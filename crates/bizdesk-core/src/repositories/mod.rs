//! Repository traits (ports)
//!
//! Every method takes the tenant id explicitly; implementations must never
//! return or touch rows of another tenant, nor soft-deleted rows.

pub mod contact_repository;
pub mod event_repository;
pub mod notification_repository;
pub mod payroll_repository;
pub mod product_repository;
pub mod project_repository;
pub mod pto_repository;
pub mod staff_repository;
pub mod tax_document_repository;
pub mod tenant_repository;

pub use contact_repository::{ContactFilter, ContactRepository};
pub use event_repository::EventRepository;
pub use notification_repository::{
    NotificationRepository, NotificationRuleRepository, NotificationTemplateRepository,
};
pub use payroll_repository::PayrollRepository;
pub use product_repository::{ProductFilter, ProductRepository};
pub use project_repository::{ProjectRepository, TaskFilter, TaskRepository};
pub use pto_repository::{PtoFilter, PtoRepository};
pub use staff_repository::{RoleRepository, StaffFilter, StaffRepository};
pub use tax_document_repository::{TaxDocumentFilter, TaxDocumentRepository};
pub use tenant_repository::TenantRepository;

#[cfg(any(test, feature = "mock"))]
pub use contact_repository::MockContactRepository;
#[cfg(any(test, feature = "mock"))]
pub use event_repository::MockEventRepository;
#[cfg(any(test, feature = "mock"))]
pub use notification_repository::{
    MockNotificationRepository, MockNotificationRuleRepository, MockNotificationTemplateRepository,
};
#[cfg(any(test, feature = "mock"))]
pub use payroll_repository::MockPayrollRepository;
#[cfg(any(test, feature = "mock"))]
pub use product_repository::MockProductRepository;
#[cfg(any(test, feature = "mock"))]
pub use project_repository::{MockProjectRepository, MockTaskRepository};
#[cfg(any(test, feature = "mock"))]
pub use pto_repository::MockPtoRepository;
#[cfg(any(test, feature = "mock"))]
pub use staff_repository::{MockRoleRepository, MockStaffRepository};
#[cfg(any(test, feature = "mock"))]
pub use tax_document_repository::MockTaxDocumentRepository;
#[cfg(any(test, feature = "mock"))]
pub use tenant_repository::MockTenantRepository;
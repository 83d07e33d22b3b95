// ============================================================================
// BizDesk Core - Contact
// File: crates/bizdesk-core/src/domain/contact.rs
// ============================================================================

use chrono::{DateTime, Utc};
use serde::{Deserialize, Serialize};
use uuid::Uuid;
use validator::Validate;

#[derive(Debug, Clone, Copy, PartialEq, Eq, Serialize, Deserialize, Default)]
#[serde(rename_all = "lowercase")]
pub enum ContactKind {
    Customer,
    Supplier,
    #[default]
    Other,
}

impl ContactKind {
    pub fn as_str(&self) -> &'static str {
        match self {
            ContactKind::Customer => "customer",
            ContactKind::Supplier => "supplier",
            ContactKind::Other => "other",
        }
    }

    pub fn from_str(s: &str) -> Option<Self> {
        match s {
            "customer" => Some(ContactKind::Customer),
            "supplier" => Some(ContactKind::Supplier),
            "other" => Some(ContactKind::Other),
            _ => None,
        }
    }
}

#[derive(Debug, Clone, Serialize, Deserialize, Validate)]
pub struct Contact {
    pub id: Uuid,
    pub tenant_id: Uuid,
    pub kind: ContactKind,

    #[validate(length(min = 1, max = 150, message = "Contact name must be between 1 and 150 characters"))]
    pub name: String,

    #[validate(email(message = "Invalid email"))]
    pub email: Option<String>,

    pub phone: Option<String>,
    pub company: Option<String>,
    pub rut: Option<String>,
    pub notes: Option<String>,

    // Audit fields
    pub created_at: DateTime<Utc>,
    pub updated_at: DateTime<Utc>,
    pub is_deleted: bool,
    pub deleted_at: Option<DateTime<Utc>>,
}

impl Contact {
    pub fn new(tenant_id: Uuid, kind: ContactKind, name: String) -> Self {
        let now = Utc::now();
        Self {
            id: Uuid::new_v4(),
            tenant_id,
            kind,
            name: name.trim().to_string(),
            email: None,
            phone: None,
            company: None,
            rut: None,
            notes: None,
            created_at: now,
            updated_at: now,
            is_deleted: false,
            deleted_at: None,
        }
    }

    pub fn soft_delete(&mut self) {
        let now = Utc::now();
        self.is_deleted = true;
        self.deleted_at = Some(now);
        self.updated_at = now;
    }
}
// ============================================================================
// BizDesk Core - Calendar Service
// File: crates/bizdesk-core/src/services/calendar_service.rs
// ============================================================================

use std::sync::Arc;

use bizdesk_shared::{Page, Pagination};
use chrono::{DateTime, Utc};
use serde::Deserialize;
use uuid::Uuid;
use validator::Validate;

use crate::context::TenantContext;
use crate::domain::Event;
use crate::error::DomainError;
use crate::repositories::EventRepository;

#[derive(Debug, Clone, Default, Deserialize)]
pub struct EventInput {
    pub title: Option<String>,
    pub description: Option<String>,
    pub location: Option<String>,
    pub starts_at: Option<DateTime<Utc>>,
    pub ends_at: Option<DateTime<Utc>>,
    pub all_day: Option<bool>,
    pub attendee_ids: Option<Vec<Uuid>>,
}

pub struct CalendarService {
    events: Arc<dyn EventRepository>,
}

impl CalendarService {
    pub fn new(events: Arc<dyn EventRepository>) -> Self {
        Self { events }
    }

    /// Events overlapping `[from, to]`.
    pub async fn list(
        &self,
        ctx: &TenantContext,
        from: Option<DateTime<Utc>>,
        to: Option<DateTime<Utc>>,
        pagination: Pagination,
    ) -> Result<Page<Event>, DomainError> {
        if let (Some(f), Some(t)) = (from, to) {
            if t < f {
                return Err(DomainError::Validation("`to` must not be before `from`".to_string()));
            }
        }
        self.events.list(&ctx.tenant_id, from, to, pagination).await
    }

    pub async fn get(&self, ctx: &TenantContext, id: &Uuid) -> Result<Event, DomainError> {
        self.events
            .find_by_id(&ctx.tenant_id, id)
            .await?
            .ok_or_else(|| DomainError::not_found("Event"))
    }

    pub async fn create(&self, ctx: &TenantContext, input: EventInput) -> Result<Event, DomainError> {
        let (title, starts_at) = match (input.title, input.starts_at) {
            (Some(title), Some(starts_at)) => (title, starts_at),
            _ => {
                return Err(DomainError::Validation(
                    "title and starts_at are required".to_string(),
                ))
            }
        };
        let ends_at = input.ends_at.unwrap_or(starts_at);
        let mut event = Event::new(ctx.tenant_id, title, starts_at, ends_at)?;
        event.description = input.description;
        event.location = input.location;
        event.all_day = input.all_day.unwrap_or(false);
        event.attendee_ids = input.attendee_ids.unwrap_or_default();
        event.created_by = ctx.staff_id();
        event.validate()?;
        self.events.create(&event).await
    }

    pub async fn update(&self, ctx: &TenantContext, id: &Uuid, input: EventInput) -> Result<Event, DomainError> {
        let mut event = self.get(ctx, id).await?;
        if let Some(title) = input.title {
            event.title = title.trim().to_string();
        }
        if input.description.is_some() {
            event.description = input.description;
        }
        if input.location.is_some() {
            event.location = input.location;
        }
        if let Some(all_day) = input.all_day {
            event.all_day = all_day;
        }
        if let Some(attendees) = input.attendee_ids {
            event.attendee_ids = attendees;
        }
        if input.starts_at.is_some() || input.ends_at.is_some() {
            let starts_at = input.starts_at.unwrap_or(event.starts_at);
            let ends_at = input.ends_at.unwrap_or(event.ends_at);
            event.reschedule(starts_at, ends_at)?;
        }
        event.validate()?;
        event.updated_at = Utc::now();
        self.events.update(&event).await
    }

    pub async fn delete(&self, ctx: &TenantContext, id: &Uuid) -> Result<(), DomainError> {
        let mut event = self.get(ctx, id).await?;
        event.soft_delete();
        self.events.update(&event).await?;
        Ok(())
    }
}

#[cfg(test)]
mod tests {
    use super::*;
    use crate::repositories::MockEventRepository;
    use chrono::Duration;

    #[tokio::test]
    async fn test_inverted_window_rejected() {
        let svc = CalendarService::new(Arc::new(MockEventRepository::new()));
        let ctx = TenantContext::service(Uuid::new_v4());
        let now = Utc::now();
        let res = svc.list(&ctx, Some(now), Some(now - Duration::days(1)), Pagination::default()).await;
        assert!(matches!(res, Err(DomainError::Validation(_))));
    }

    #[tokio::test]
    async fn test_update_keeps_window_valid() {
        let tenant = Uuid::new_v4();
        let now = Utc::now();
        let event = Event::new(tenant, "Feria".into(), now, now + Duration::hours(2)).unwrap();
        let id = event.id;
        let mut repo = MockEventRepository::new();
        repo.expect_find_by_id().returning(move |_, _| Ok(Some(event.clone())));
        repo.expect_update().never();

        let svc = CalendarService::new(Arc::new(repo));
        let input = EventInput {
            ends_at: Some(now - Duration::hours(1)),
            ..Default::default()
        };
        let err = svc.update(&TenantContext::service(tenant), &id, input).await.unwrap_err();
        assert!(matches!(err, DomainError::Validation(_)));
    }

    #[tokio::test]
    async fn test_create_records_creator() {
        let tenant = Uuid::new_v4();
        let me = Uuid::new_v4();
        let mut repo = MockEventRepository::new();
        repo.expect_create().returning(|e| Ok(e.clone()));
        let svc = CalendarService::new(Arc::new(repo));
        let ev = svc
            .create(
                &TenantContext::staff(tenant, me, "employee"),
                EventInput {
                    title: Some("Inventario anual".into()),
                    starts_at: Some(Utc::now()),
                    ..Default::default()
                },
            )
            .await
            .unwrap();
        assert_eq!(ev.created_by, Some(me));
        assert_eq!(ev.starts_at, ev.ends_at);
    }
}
_ _ _ _ _
WHAT TO DO —
Look through the entries for lines containing the word "Duration" and return each one.

PROBLEM SOLUTION —
    use chrono::Duration;
        let res = svc.list(&ctx, Some(now), Some(now - Duration::days(1)), Pagination::default()).await;
        let event = Event::new(tenant, "Feria".into(), now, now + Duration::hours(2)).unwrap();
            ends_at: Some(now - Duration::hours(1)),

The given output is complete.